I happened to see this DBA.StackExchange.com question about killing a big delete, and I really felt for the admin involved:
Four days ago a user ran the command below on a table with 400,000,000 rows. It’s still running and the log file is increasing in size.
Hoo boy. When you kill a query, it’s hard to know when it’s going to finish. WITH STATUSONLY often shows you 0% complete, 0 seconds remaining – no matter how much longer it’ll take. To make matters worse, it doesn’t necessarily match up with how long the query took to execute, either: rolling work forward can use multiple threads, but rollbacks are single-threaded.
I’ll demo it with the big Stack Overflow database, specifically the monster PostHistory table. I’ve created a few indexes on it to make the delete even more interesting:
It’s got over 100M rows, with a clustered index size over 170GB and the indexes at around 1-2GB each. Say we “accidentally” forget to highlight the WHERE clause in this statement:
1 2 3 |
BEGIN TRAN DELETE FROM dbo.PostHistory WHERE UserId = 26837; |
If we forget the WHERE clause, and the whole table starts getting deleted, we can get a rough idea of what’s going on by running sp_BlitzWho or sp_WhoIsActive, both of which can show you live query plans since SQL Server 2016 SP1:
Click on the live query plan:
And zoom in to look at specific operators, and you can see how much progress they’ve made so far:
Isn’t that neato? Anyhoo, it doesn’t save our poor hero – it just gives her a better idea of what’s happening with a running query.
But only a running query, not a rolling back query. Because watch what happens when we kill the query:
And then we try to run sp_BlitzWho again to get the live query plan:
Damn. No live query plan available. Live query plans are only for the roll-forward process, not the roll-back. If you want to get status on a rollback, you have to run KILL 68 WITH STATUSONLY, which gives you the exact progress of the rollback, and an atomic-clock-precision-calculated estimate of how much time is left:
Okay, I lied. It’s not accurate. As I show in this video, it’s laughably inaccurate. It basically either shows 0% completed or 99% completed, and either no time remaining, or the rest of man’s time on earth remaining:
It’s a known bug, too. Microsoft hasn’t fixed it because you haven’t upvoted it. You should probably do that.

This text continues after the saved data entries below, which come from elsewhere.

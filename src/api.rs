//! The `/api` routes of the proxy

use std::sync::Arc;

use axum::{
    Json, Router,
    extract::{Query, State},
    http::StatusCode,
    response::{IntoResponse, Response},
    routing::get,
};
use serde::Deserialize;
use thiserror::Error;
use tracing::{debug, error, instrument};

use crate::models::{Coordinates, ErrorResponse, UvIndexResponse};
use crate::weather::UvIndexSource;

#[derive(Clone)]
pub struct AppState {
    pub uv_source: Arc<dyn UvIndexSource>,
}

impl AppState {
    pub fn new(uv_source: Arc<dyn UvIndexSource>) -> Self {
        Self { uv_source }
    }
}

/// Raw query of `/api/uv`; both values stay strings until validated
#[derive(Debug, Deserialize)]
pub struct UvQuery {
    pub lat: Option<String>,
    pub lon: Option<String>,
}

impl UvQuery {
    fn coordinates(&self) -> Result<Coordinates, ApiError> {
        let (Some(lat), Some(lon)) = (present(&self.lat), present(&self.lon)) else {
            return Err(ApiError::MissingCoordinates);
        };

        Coordinates::parse(lat, lon).map_err(|e| {
            debug!("Rejecting coordinates: {}", e);
            ApiError::InvalidCoordinates
        })
    }
}

fn present(value: &Option<String>) -> Option<&str> {
    value.as_deref().filter(|v| !v.trim().is_empty())
}

#[derive(Debug, Error)]
pub enum ApiError {
    #[error("Missing lat/lon parameters")]
    MissingCoordinates,
    #[error("Invalid lat/lon parameters")]
    InvalidCoordinates,
    #[error("Failed to fetch UV data")]
    Upstream,
}

impl ApiError {
    fn status(&self) -> StatusCode {
        match self {
            ApiError::MissingCoordinates | ApiError::InvalidCoordinates => StatusCode::BAD_REQUEST,
            ApiError::Upstream => StatusCode::INTERNAL_SERVER_ERROR,
        }
    }
}

impl IntoResponse for ApiError {
    fn into_response(self) -> Response {
        let body = ErrorResponse {
            error: self.to_string(),
        };
        (self.status(), Json(body)).into_response()
    }
}

pub fn router() -> Router<AppState> {
    Router::new().route("/uv", get(get_uv))
}

#[instrument(skip(state))]
async fn get_uv(
    State(state): State<AppState>,
    Query(query): Query<UvQuery>,
) -> Result<Json<UvIndexResponse>, ApiError> {
    let coordinates = query.coordinates()?;

    let uv_index = state
        .uv_source
        .current_uv_index(&coordinates)
        .await
        .map_err(|e| {
            error!("Error fetching uv data: {:#}", e);
            ApiError::Upstream
        })?;

    Ok(Json(UvIndexResponse { uv_index }))
}
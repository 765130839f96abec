//! UV index advisory bands
//!
//! The ladder is an ordered table evaluated top to bottom; the first band whose
//! upper bound is greater than or equal to the reading wins. The last band is
//! unbounded.

/// Risk level of an advisory band
#[derive(Debug, Clone, Copy, PartialEq, Eq)]
pub enum UvLevel {
    Low,
    Moderate,
    High,
    VeryHigh,
    Extreme,
}

/// One row of the advisory ladder
#[derive(Debug, Clone, Copy, PartialEq)]
pub struct AdvisoryBand {
    pub level: UvLevel,
    /// Inclusive upper bound, `f64::INFINITY` for the last band
    pub upper_bound: f64,
    pub title: &'static str,
    /// Background color as a CSS hex string
    pub color: &'static str,
    pub burn_time: &'static str,
    pub message: &'static str,
}

pub static ADVISORY_BANDS: [AdvisoryBand; 5] = [
    AdvisoryBand {
        level: UvLevel::Low,
        upper_bound: 2.5,
        title: "All Clear!",
        color: "#32a852",
        burn_time: "Estimated time to burn: 60+ minutes",
        message: "Minimal risk. Sunscreen optional.",
    },
    AdvisoryBand {
        level: UvLevel::Moderate,
        upper_bound: 5.5,
        title: "Moderate Risk",
        color: "#dedb33",
        burn_time: "Estimated time to burn: 30–45 minutes",
        message: "Wear sunscreen, hat, and sunglasses.",
    },
    AdvisoryBand {
        level: UvLevel::High,
        upper_bound: 7.5,
        title: "High Risk",
        color: "#de8633",
        burn_time: "Estimated time to burn: 20–30 minutes",
        message: "Limit sun exposure midday. Cover up.",
    },
    AdvisoryBand {
        level: UvLevel::VeryHigh,
        upper_bound: 10.5,
        title: "Very High Risk",
        color: "#de3333",
        burn_time: "Estimated time to burn: 10–20 minutes",
        message: "Use SPF 30+, reapply often. Stay in shade.",
    },
    AdvisoryBand {
        level: UvLevel::Extreme,
        upper_bound: f64::INFINITY,
        title: "Extreme UV",
        color: "#bb23cf",
        burn_time: "Estimated time to burn: <10 minutes",
        message: "Avoid direct sun exposure. Full protection needed.",
    },
];

/// Band for a UV reading. NaN falls through to the extreme band.
#[must_use]
pub fn band_for(uv_index: f64) -> &'static AdvisoryBand {
    let extreme = &ADVISORY_BANDS[ADVISORY_BANDS.len() - 1];
    ADVISORY_BANDS
        .iter()
        .find(|band| uv_index <= band.upper_bound)
        .unwrap_or(extreme)
}
//! Integration tests for the UV proxy

use std::sync::Arc;
use std::sync::atomic::{AtomicUsize, Ordering};
use std::time::Duration;

use async_trait::async_trait;
use axum::body::{Body, to_bytes};
use axum::http::{Request, StatusCode, header};
use axum::response::Response;
use serde_json::{Value, json};
use tower::ServiceExt;
use wiremock::matchers::{method, path, query_param};
use wiremock::{Mock, MockServer, ResponseTemplate};

use uv_advisory::client::terminal::{FixedLocation, StaticPermission, TerminalRenderer};
use uv_advisory::client::{
    ClientError, ClientState, Controller, ControllerSettings, PermissionState, Platform, UvFetcher,
};
use uv_advisory::{AppState, Coordinates, OpenWeatherMapClient, ProxyClient, UvIndexSource, web};

/// Upstream stand-in that answers from a fixed script and counts calls
struct StubSource {
    answer: Result<Option<f64>, String>,
    calls: AtomicUsize,
}

impl StubSource {
    fn new(answer: Result<Option<f64>, String>) -> Arc<Self> {
        Arc::new(Self {
            answer,
            calls: AtomicUsize::new(0),
        })
    }
}

#[async_trait]
impl UvIndexSource for StubSource {
    async fn current_uv_index(&self, _coordinates: &Coordinates) -> anyhow::Result<Option<f64>> {
        self.calls.fetch_add(1, Ordering::SeqCst);
        self.answer.clone().map_err(anyhow::Error::msg)
    }
}

async fn get(source: Arc<StubSource>, uri: &str) -> Response {
    let app = web::app(AppState::new(source), None);
    app.oneshot(Request::builder().uri(uri).body(Body::empty()).unwrap())
        .await
        .unwrap()
}

async fn json_body(response: Response) -> Value {
    let bytes = to_bytes(response.into_body(), usize::MAX).await.unwrap();
    serde_json::from_slice(&bytes).unwrap()
}

fn allows_any_origin(response: &Response) -> bool {
    response
        .headers()
        .get(header::ACCESS_CONTROL_ALLOW_ORIGIN)
        .is_some_and(|value| value == "*")
}

#[tokio::test]
async fn test_uv_passes_reading_through() {
    let source = StubSource::new(Ok(Some(6.2)));
    let response = get(source.clone(), "/api/uv?lat=46.8&lon=8.2").await;

    assert_eq!(response.status(), StatusCode::OK);
    assert!(allows_any_origin(&response));
    assert_eq!(json_body(response).await, json!({ "uvIndex": 6.2 }));
    assert_eq!(source.calls.load(Ordering::SeqCst), 1);
}

#[tokio::test]
async fn test_uv_missing_reading_is_null() {
    let source = StubSource::new(Ok(None));
    let response = get(source, "/api/uv?lat=-33.87&lon=151.21").await;

    assert_eq!(response.status(), StatusCode::OK);
    assert_eq!(json_body(response).await, json!({ "uvIndex": null }));
}

#[tokio::test]
async fn test_missing_coordinates_rejected_without_upstream_call() {
    for uri in ["/api/uv", "/api/uv?lat=46.8", "/api/uv?lon=8.2", "/api/uv?lat=&lon=8.2"] {
        let source = StubSource::new(Ok(Some(1.0)));
        let response = get(source.clone(), uri).await;

        assert_eq!(response.status(), StatusCode::BAD_REQUEST, "{uri}");
        assert!(allows_any_origin(&response));
        assert_eq!(
            json_body(response).await,
            json!({ "error": "Missing lat/lon parameters" })
        );
        assert_eq!(source.calls.load(Ordering::SeqCst), 0);
    }
}

#[tokio::test]
async fn test_invalid_coordinates_rejected_without_upstream_call() {
    let source = StubSource::new(Ok(Some(1.0)));
    let response = get(source.clone(), "/api/uv?lat=north&lon=8.2").await;

    assert_eq!(response.status(), StatusCode::BAD_REQUEST);
    assert_eq!(
        json_body(response).await,
        json!({ "error": "Invalid lat/lon parameters" })
    );
    assert_eq!(source.calls.load(Ordering::SeqCst), 0);
}

#[tokio::test]
async fn test_upstream_failure_is_500() {
    let source = StubSource::new(Err("connection refused".to_string()));
    let response = get(source, "/api/uv?lat=46.8&lon=8.2").await;

    assert_eq!(response.status(), StatusCode::INTERNAL_SERVER_ERROR);
    assert!(allows_any_origin(&response));
    assert_eq!(
        json_body(response).await,
        json!({ "error": "Failed to fetch UV data" })
    );
}

#[tokio::test]
async fn test_healthz() {
    let response = get(StubSource::new(Ok(None)), "/healthz").await;
    assert_eq!(response.status(), StatusCode::OK);
    let bytes = to_bytes(response.into_body(), usize::MAX).await.unwrap();
    assert_eq!(&bytes[..], b"ok");
}

#[tokio::test]
async fn test_static_dir_served_outside_api() {
    let dir = tempfile::tempdir().unwrap();
    std::fs::write(dir.path().join("index.html"), "<h1>UV</h1>").unwrap();

    let app = web::app(
        AppState::new(StubSource::new(Ok(None))),
        dir.path().to_str(),
    );
    let response = app
        .oneshot(Request::builder().uri("/index.html").body(Body::empty()).unwrap())
        .await
        .unwrap();

    assert_eq!(response.status(), StatusCode::OK);
    let bytes = to_bytes(response.into_body(), usize::MAX).await.unwrap();
    assert_eq!(&bytes[..], b"<h1>UV</h1>");
}

#[tokio::test]
async fn test_proxy_against_mocked_openweathermap() {
    let upstream = MockServer::start().await;

    Mock::given(method("GET"))
        .and(path("/onecall"))
        .and(query_param("lat", "46.8"))
        .and(query_param("lon", "8.2"))
        .and(query_param("appid", "integration-key"))
        .respond_with(
            ResponseTemplate::new(200)
                .set_body_json(json!({ "lat": 46.8, "lon": 8.2, "current": { "uvi": 3.7 } })),
        )
        .expect(1)
        .mount(&upstream)
        .await;

    let source = OpenWeatherMapClient::with_base_url(
        "integration-key",
        &upstream.uri(),
        Duration::from_secs(5),
    )
    .unwrap();
    let app = web::app(AppState::new(Arc::new(source)), None);

    let response = app
        .oneshot(
            Request::builder()
                .uri("/api/uv?lat=46.8&lon=8.2")
                .body(Body::empty())
                .unwrap(),
        )
        .await
        .unwrap();

    assert_eq!(response.status(), StatusCode::OK);
    let body = json_body(response).await;
    assert_eq!(body, json!({ "uvIndex": 3.7 }));
    assert!(!body.to_string().contains("integration-key"));
}

#[tokio::test]
async fn test_client_talks_to_running_proxy() {
    let listener = tokio::net::TcpListener::bind("127.0.0.1:0").await.unwrap();
    let addr = listener.local_addr().unwrap();
    let app = web::app(AppState::new(StubSource::new(Ok(Some(8.4)))), None);
    tokio::spawn(async move {
        axum::serve(listener, app).await.unwrap();
    });

    let client = ProxyClient::new(&format!("http://{addr}")).unwrap();
    let coordinates = Coordinates::new(46.8, 8.2).unwrap();

    assert_eq!(client.fetch_uv(&coordinates).await, Ok(Some(8.4)));
}

#[tokio::test]
async fn test_controller_shows_unavailable_when_proxy_fails() {
    let listener = tokio::net::TcpListener::bind("127.0.0.1:0").await.unwrap();
    let addr = listener.local_addr().unwrap();
    let app = web::app(
        AppState::new(StubSource::new(Err("upstream down".to_string()))),
        None,
    );
    tokio::spawn(async move {
        axum::serve(listener, app).await.unwrap();
    });

    let platform = Platform::new(
        StaticPermission(PermissionState::Granted),
        FixedLocation::new(Coordinates::new(46.8, 8.2).unwrap()),
        ProxyClient::new(&format!("http://{addr}")).unwrap(),
    );
    let mut controller = Controller::new(
        platform,
        ControllerSettings::default(),
        TerminalRenderer::new(Vec::new()),
    );

    assert!(controller.start().await);
    assert_eq!(
        controller.state(),
        ClientState::Error(ClientError::Unavailable)
    );
    assert_eq!(controller.view().uv_text, "UV index not available.");
}
use serde::{Deserialize, Serialize};

/// Body of a successful `/api/uv` response
#[derive(Debug, Serialize, Deserialize, Clone, Copy, PartialEq)]
pub struct UvIndexResponse {
    /// Current UV index, `null` when the provider has no figure
    #[serde(rename = "uvIndex", default)]
    pub uv_index: Option<f64>,
}

/// Body of a failed `/api/uv` response
#[derive(Debug, Serialize, Deserialize, Clone, PartialEq)]
pub struct ErrorResponse {
    pub error: String,
}

#[cfg(test)]
mod tests {
    use super::*;

    #[test]
    fn test_null_uv_index_serializes_as_null() {
        let body = serde_json::to_value(UvIndexResponse { uv_index: None }).unwrap();
        assert_eq!(body, serde_json::json!({ "uvIndex": null }));
    }

    #[test]
    fn test_missing_uv_index_reads_as_none() {
        let body: UvIndexResponse = serde_json::from_str("{}").unwrap();
        assert_eq!(body.uv_index, None);

        let body: UvIndexResponse = serde_json::from_str(r#"{"uvIndex": 3.4}"#).unwrap();
        assert_eq!(body.uv_index, Some(3.4));
    }
}
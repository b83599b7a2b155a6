use std::sync::{Arc, Mutex};
use std::time::Duration;

use chrono::{DateTime, TimeDelta, Utc};
use fetchbox_core::Clock;

/// A clock frozen at a fixed instant until [`advance`](Self::advance)d.
///
/// Clones share the same instant.
#[derive(Debug, Clone)]
pub struct ManualClock {
    now: Arc<Mutex<DateTime<Utc>>>,
}

impl ManualClock {
    /// Creates a clock frozen at `now`.
    pub fn new(now: DateTime<Utc>) -> Self {
        Self {
            now: Arc::new(Mutex::new(now)),
        }
    }

    /// Moves the clock forward.
    pub fn advance(&self, by: Duration) {
        let delta = TimeDelta::from_std(by).unwrap_or(TimeDelta::MAX);
        let mut now = self.now.lock().unwrap_or_else(|e| e.into_inner());
        *now = now.checked_add_signed(delta).unwrap_or(DateTime::<Utc>::MAX_UTC);
    }

    /// Sets the clock to `now`.
    pub fn set(&self, now: DateTime<Utc>) {
        *self.now.lock().unwrap_or_else(|e| e.into_inner()) = now;
    }
}

impl Default for ManualClock {
    fn default() -> Self {
        Self::new(Utc::now())
    }
}

impl Clock for ManualClock {
    fn now(&self) -> DateTime<Utc> {
        *self.now.lock().unwrap_or_else(|e| e.into_inner())
    }
}
use bytes::Bytes;
use fetchbox_core::{CachedResponse, Raw};

use super::{Format, FormatError, FormatTypeId};

/// Bincode format
#[derive(Debug, Clone, Copy, Default)]
pub struct BincodeFormat;

impl Format for BincodeFormat {
    fn serialize(&self, value: &CachedResponse) -> Result<Raw, FormatError> {
        ::bincode::serde::encode_to_vec(value, ::bincode::config::standard())
            .map(Bytes::from)
            .map_err(|e| FormatError::Serialize(Box::new(e)))
    }

    fn deserialize(&self, data: &[u8]) -> Result<CachedResponse, FormatError> {
        let (value, _read) =
            ::bincode::serde::decode_from_slice(data, ::bincode::config::standard())
                .map_err(|e| FormatError::Deserialize(Box::new(e)))?;
        Ok(value)
    }

    fn clone_box(&self) -> Box<dyn Format> {
        Box::new(*self)
    }

    fn format_type_id(&self) -> FormatTypeId {
        FormatTypeId::Bincode
    }
}
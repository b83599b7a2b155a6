use std::fmt;
use std::future::Future;
use std::num::NonZeroUsize;
use std::pin::Pin;
use std::sync::atomic::{AtomicU64, Ordering};
use std::sync::{Arc, Mutex, MutexGuard, PoisonError};
use std::task::{Context, Poll};

use fetchbox_core::{CacheKey, FetchError, Response, TransportError};
use futures::FutureExt;
use futures::channel::oneshot;
use futures::future::Shared;
use lru::LruCache;
use tracing::debug;

/// Outcome of one call, broadcast to the owner and every waiter.
pub type SharedOutcome = Result<Response, FetchError>;

/// Result of a concurrency check.
pub enum ConcurrencyDecision {
    /// This caller owns the call and must resolve the permit.
    Proceed(InFlightPermit),
    /// Another caller owns the call; await its outcome.
    Await(PendingResult),
}

impl fmt::Debug for ConcurrencyDecision {
    fn fmt(&self, f: &mut fmt::Formatter<'_>) -> fmt::Result {
        match self {
            ConcurrencyDecision::Proceed(_) => f.write_str("ConcurrencyDecision::Proceed"),
            ConcurrencyDecision::Await(_) => f.write_str("ConcurrencyDecision::Await"),
        }
    }
}

/// Trait for coalescing concurrent requests for the same key.
pub trait ConcurrencyManager: Send + Sync {
    /// Decides whether the caller owns the call for `cache_key` or awaits
    /// another caller's outcome.
    ///
    /// Must not suspend: two callers checking the same key can never both
    /// get [`ConcurrencyDecision::Proceed`] while the first permit is alive.
    fn check(&self, cache_key: &CacheKey) -> ConcurrencyDecision;
}

/// Clonable handle on an in-flight call's outcome.
///
/// Resolves once, with the same outcome for every clone. If the owner goes
/// away without resolving, it yields [`TransportError::Cancelled`].
#[derive(Clone)]
pub struct PendingResult {
    inner: Shared<oneshot::Receiver<SharedOutcome>>,
}

impl fmt::Debug for PendingResult {
    fn fmt(&self, f: &mut fmt::Formatter<'_>) -> fmt::Result {
        f.debug_struct("PendingResult").finish_non_exhaustive()
    }
}

impl Future for PendingResult {
    type Output = SharedOutcome;

    fn poll(mut self: Pin<&mut Self>, cx: &mut Context<'_>) -> Poll<Self::Output> {
        self.inner
            .poll_unpin(cx)
            .map(|received| received.unwrap_or_else(|_| Err(TransportError::Cancelled.into())))
    }
}

type Slots = Arc<Mutex<LruCache<CacheKey, Slot>>>;

struct Slot {
    id: u64,
    pending: PendingResult,
}

fn lock(slots: &Slots) -> MutexGuard<'_, LruCache<CacheKey, Slot>> {
    slots.lock().unwrap_or_else(PoisonError::into_inner)
}

/// Ownership of an in-flight call.
///
/// Resolve it with [`complete`](Self::complete). Dropping it unresolved
/// releases the key and wakes waiters with [`TransportError::Cancelled`].
pub struct InFlightPermit {
    key: CacheKey,
    id: u64,
    sender: Option<oneshot::Sender<SharedOutcome>>,
    slots: Option<Slots>,
}

impl fmt::Debug for InFlightPermit {
    fn fmt(&self, f: &mut fmt::Formatter<'_>) -> fmt::Result {
        f.debug_struct("InFlightPermit")
            .field("key", &self.key)
            .field("id", &self.id)
            .field("resolved", &self.sender.is_none())
            .finish()
    }
}

impl InFlightPermit {
    /// A permit that is not registered anywhere; completing it is a no-op.
    pub fn detached(key: CacheKey) -> Self {
        InFlightPermit {
            key,
            id: 0,
            sender: None,
            slots: None,
        }
    }

    /// The key this permit owns.
    pub fn key(&self) -> &CacheKey {
        &self.key
    }

    /// Releases the key and hands `outcome` to every waiter.
    ///
    /// The slot is removed before anyone is woken, so a caller that sees the
    /// outcome and retries starts a fresh call. Returns `outcome` to the owner.
    pub fn complete(mut self, outcome: SharedOutcome) -> SharedOutcome {
        self.release();
        if let Some(sender) = self.sender.take() {
            // Nobody is listening once the slot and every waiter are gone.
            if !sender.is_canceled() {
                let _ = sender.send(outcome.clone());
            }
        }
        outcome
    }

    fn release(&mut self) {
        if let Some(slots) = self.slots.take() {
            let mut slots = lock(&slots);
            if slots.peek(&self.key).is_some_and(|slot| slot.id == self.id) {
                slots.pop(&self.key);
            }
        }
    }
}

impl Drop for InFlightPermit {
    fn drop(&mut self) {
        if self.sender.is_some() {
            debug!(key = %self.key, "in-flight call dropped before completion");
        }
        self.release();
    }
}

/// Process-local registry of in-flight calls, one slot per key.
///
/// Holds at most `capacity` slots. Slots are kept in creation order and the
/// oldest is evicted when a new key arrives at capacity; the evicted call
/// keeps running and its existing waiters still get its outcome, but new
/// requests for that key no longer join it.
pub struct InFlightRegistry {
    slots: Slots,
    next_id: AtomicU64,
}

impl fmt::Debug for InFlightRegistry {
    fn fmt(&self, f: &mut fmt::Formatter<'_>) -> fmt::Result {
        f.debug_struct("InFlightRegistry")
            .field("len", &self.len())
            .field("capacity", &self.capacity())
            .finish()
    }
}

impl InFlightRegistry {
    /// Creates a registry holding at most `capacity` distinct keys.
    pub fn new(capacity: NonZeroUsize) -> Self {
        InFlightRegistry {
            slots: Arc::new(Mutex::new(LruCache::new(capacity))),
            next_id: AtomicU64::new(1),
        }
    }

    /// Number of keys currently in flight.
    pub fn len(&self) -> usize {
        lock(&self.slots).len()
    }

    /// `true` when nothing is in flight.
    pub fn is_empty(&self) -> bool {
        self.len() == 0
    }

    /// Maximum number of keys tracked at once.
    pub fn capacity(&self) -> NonZeroUsize {
        lock(&self.slots).cap()
    }
}

impl ConcurrencyManager for InFlightRegistry {
    fn check(&self, cache_key: &CacheKey) -> ConcurrencyDecision {
        let mut slots = lock(&self.slots);
        // `peek` leaves the order alone, so eviction follows creation order.
        if let Some(slot) = slots.peek(cache_key) {
            return ConcurrencyDecision::Await(slot.pending.clone());
        }

        let (sender, receiver) = oneshot::channel();
        let id = self.next_id.fetch_add(1, Ordering::Relaxed);
        let pending = PendingResult {
            inner: receiver.shared(),
        };
        if let Some((evicted, _)) = slots.push(cache_key.clone(), Slot { id, pending }) {
            debug!(key = %evicted, "in-flight registry full, evicted oldest key");
        }

        ConcurrencyDecision::Proceed(InFlightPermit {
            key: cache_key.clone(),
            id,
            sender: Some(sender),
            slots: Some(self.slots.clone()),
        })
    }
}

/// Manager that never deduplicates: every caller owns its own call.
#[derive(Debug, Clone, Copy, Default)]
pub struct NoopConcurrencyManager;

impl ConcurrencyManager for NoopConcurrencyManager {
    fn check(&self, cache_key: &CacheKey) -> ConcurrencyDecision {
        ConcurrencyDecision::Proceed(InFlightPermit::detached(cache_key.clone()))
    }
}

#[cfg(test)]
mod tests {
    use super::*;
    use http::StatusCode;

    fn registry(capacity: usize) -> InFlightRegistry {
        InFlightRegistry::new(NonZeroUsize::new(capacity).expect("non-zero"))
    }

    fn proceed(decision: ConcurrencyDecision) -> InFlightPermit {
        match decision {
            ConcurrencyDecision::Proceed(permit) => permit,
            ConcurrencyDecision::Await(_) => panic!("expected to own the call"),
        }
    }

    fn wait(decision: ConcurrencyDecision) -> PendingResult {
        match decision {
            ConcurrencyDecision::Await(pending) => pending,
            ConcurrencyDecision::Proceed(_) => panic!("expected to await"),
        }
    }

    #[tokio::test]
    async fn second_caller_awaits_first_outcome() {
        let registry = registry(8);
        let key = CacheKey::from("a");
        let permit = proceed(registry.check(&key));
        let pending = wait(registry.check(&key));
        let other = pending.clone();

        let outcome = permit.complete(Ok(Response::with_status(StatusCode::OK, "body")));
        assert!(outcome.is_ok());
        assert!(registry.is_empty());

        for waiter in [pending, other] {
            let response = waiter.await.expect("shared success");
            assert_eq!(response.body().as_ref(), b"body");
        }
    }

    #[tokio::test]
    async fn dropped_owner_cancels_waiters_and_frees_key() {
        let registry = registry(8);
        let key = CacheKey::from("a");
        let permit = proceed(registry.check(&key));
        let pending = wait(registry.check(&key));

        drop(permit);

        assert!(matches!(
            pending.await,
            Err(FetchError::Transport(TransportError::Cancelled))
        ));
        assert!(registry.is_empty());
        let _fresh_owner = proceed(registry.check(&key));
    }

    #[tokio::test]
    async fn eviction_keeps_evicted_call_alive() {
        let registry = registry(1);
        let a = CacheKey::from("a");
        let b = CacheKey::from("b");

        let owner_a = proceed(registry.check(&a));
        let waiter_a = wait(registry.check(&a));
        let owner_b = proceed(registry.check(&b));
        assert_eq!(registry.len(), 1);

        // `a` was evicted: a new caller owns a second call for it.
        let second_a = proceed(registry.check(&a));

        // The first `a` completing must not remove the second `a` slot.
        owner_a.complete(Ok(Response::with_status(StatusCode::OK, "first")));
        assert_eq!(waiter_a.await.expect("ok").body().as_ref(), b"first");
        assert_eq!(registry.len(), 1);

        drop(owner_b);
        second_a.complete(Ok(Response::with_status(StatusCode::OK, "second")));
        assert!(registry.is_empty());
    }

    #[test]
    fn noop_manager_always_proceeds() {
        let key = CacheKey::from("a");
        let first = proceed(NoopConcurrencyManager.check(&key));
        let _second = proceed(NoopConcurrencyManager.check(&key));
        assert!(first.complete(Err(TransportError::Timeout.into())).is_err());
    }
}
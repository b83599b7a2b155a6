//! Client configuration.
//!
//! Every field has a default, so an empty document is a valid configuration.
//! Durations use humantime notation (`"500ms"`, `"30s"`, `"10m"`):
//!
//! ```yaml
//! in_flight:
//!   capacity: 4096
//! cache:
//!   ttl: 10m
//!   stale: 30m
//! key:
//!   prefix: users-api
//!   version: 2
//! transport:
//!   base_url: https://users.internal
//!   timeout: 5s
//! ```
//!
//! Loading the document (files, environment) is left to the application.

use std::num::NonZeroUsize;
use std::time::Duration;

use serde::{Deserialize, Serialize};

/// Top-level client configuration.
#[derive(Debug, Clone, Default, PartialEq, Eq, Serialize, Deserialize)]
#[serde(default)]
pub struct ClientConfig {
    /// Request deduplication.
    pub in_flight: InFlightConfig,
    /// Default cache lifetimes.
    pub cache: CacheDefaults,
    /// Cache key rendering.
    pub key: KeyConfig,
    /// Transport settings, read by transport adapters.
    pub transport: TransportConfig,
}

/// Request deduplication settings.
#[derive(Debug, Clone, PartialEq, Eq, Serialize, Deserialize)]
#[serde(default)]
pub struct InFlightConfig {
    /// When `false`, every caller makes its own network call.
    pub enabled: bool,
    /// Maximum number of distinct keys tracked in flight at once.
    pub capacity: NonZeroUsize,
}

impl Default for InFlightConfig {
    fn default() -> Self {
        Self {
            enabled: true,
            capacity: NonZeroUsize::new(1024).unwrap_or(NonZeroUsize::MIN),
        }
    }
}

/// Cache lifetimes used when a request does not set its own.
#[derive(Debug, Clone, PartialEq, Eq, Serialize, Deserialize)]
#[serde(default)]
pub struct CacheDefaults {
    /// How long a stored response is served without a network call.
    #[serde(with = "humantime_serde")]
    pub ttl: Duration,
    /// How long a stored response stays usable as a fallback, counted from
    /// when it was stored. Defaults to `ttl`.
    #[serde(with = "humantime_serde")]
    pub stale: Option<Duration>,
}

impl Default for CacheDefaults {
    fn default() -> Self {
        Self {
            ttl: Duration::from_secs(60),
            stale: None,
        }
    }
}

/// Cache key rendering settings.
#[derive(Debug, Clone, Default, PartialEq, Eq, Serialize, Deserialize)]
#[serde(default)]
pub struct KeyConfig {
    /// Namespace prepended to every computed key.
    pub prefix: String,
    /// Bump to orphan every previously stored entry.
    pub version: u32,
}

/// Transport settings.
#[derive(Debug, Clone, PartialEq, Eq, Serialize, Deserialize)]
#[serde(default)]
pub struct TransportConfig {
    /// Total deadline for one call.
    #[serde(with = "humantime_serde")]
    pub timeout: Duration,
    /// Deadline for establishing a connection.
    #[serde(with = "humantime_serde")]
    pub connect_timeout: Duration,
    /// Base URL that request paths are joined onto.
    pub base_url: Option<String>,
}

impl Default for TransportConfig {
    fn default() -> Self {
        Self {
            timeout: Duration::from_secs(30),
            connect_timeout: Duration::from_secs(10),
            base_url: None,
        }
    }
}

Related links to keep the learning going:
- Demoing SQL Server 2019’s New Accelerated Database Recovery
- SQL Server 2019 Cumulative Update 2 – the CU I show in the video that had a corruption bug with Accelerated Database Recovery, but then Microsoft redacted the KB article, so we have no idea if ADR still corrupts data or not.
- Vote for KILL WITH STATUSONLY to show estimated completion
14 Comments. Leave new
One of the things I like to do is take a look at the reads/writes before killing the query. It doesn’t always mean a lot but as a very very general case a lot of writes will take longer to roll back than very few writes.
The red shirt is not compatible with video.
Isn’t that insanely bright? I’m red/green colorblind and even I know it’s too loud, hahaha. I donated that shirt to charity after recording that video. (True story.)
Hi Brent, I’m new to the DB dev world and I noticed that in your example, you issued the Begin Tran without a Commit. Was the Delete actually deleting data or just waiting for the transaction to be committed. Just a newb asking.
Thank you!
Lucien – yes, the work starts as soon as you run that statement. The work doesn’t wait for the commit/rollback.
Thanks!
Hi. In your example StackOverflow DB was in simple recovery mode. Could it be the reason that SQL service restart stopped rollback? What if DB is in full recovery mode?
Vic – there’s no difference in transactional rollback behavior between simple & full recovery models.
SQL Server service restarts don’t stop rollbacks either. SQL Server simply opens the log and continues working on it.
quick shout out for SQL Server 2019 and accelerated database recovery
next time you rollback a delete on a 400M row table you’ll have been sure to upgrade and enable this feature.
https://docs.microsoft.com/en-us/sql/relational-databases/accelerated-database-recovery-concepts?view=sql-server-ver15
Quick shout out to 2019 CU2, which temporarily showed that ADR can cause database corruption, but then they pulled the KB article after publication, so we don’t know if the bug is actually fixed or not.
https://sqlserverupdates.com/news/the-update-for-lovers-sql-server-2019-cumulative-update-2/
When I am dealing with this situation, I look at the change in and total bytes committed for the transaction over a few samples and use that to make a guesstimate. Sorry for the lack of details.
Very nice demo. Congrats!
But, after the restart was very fast the rollback, almost immediate. In this case it’s because it’s not single-thread to apply the log, like rollback ?
I’m not sure what you mean by restart – there wasn’t a restart in here. Can you rephrase your question?
Hi, I’m talking about the vídeo, at 10 minutes you restart the instance, after that the rollback transaction do not exist, because de mssql apply de log, right?
And my question was the mssql applying the log (rollback deletes) is more fast than de single-thread rollback.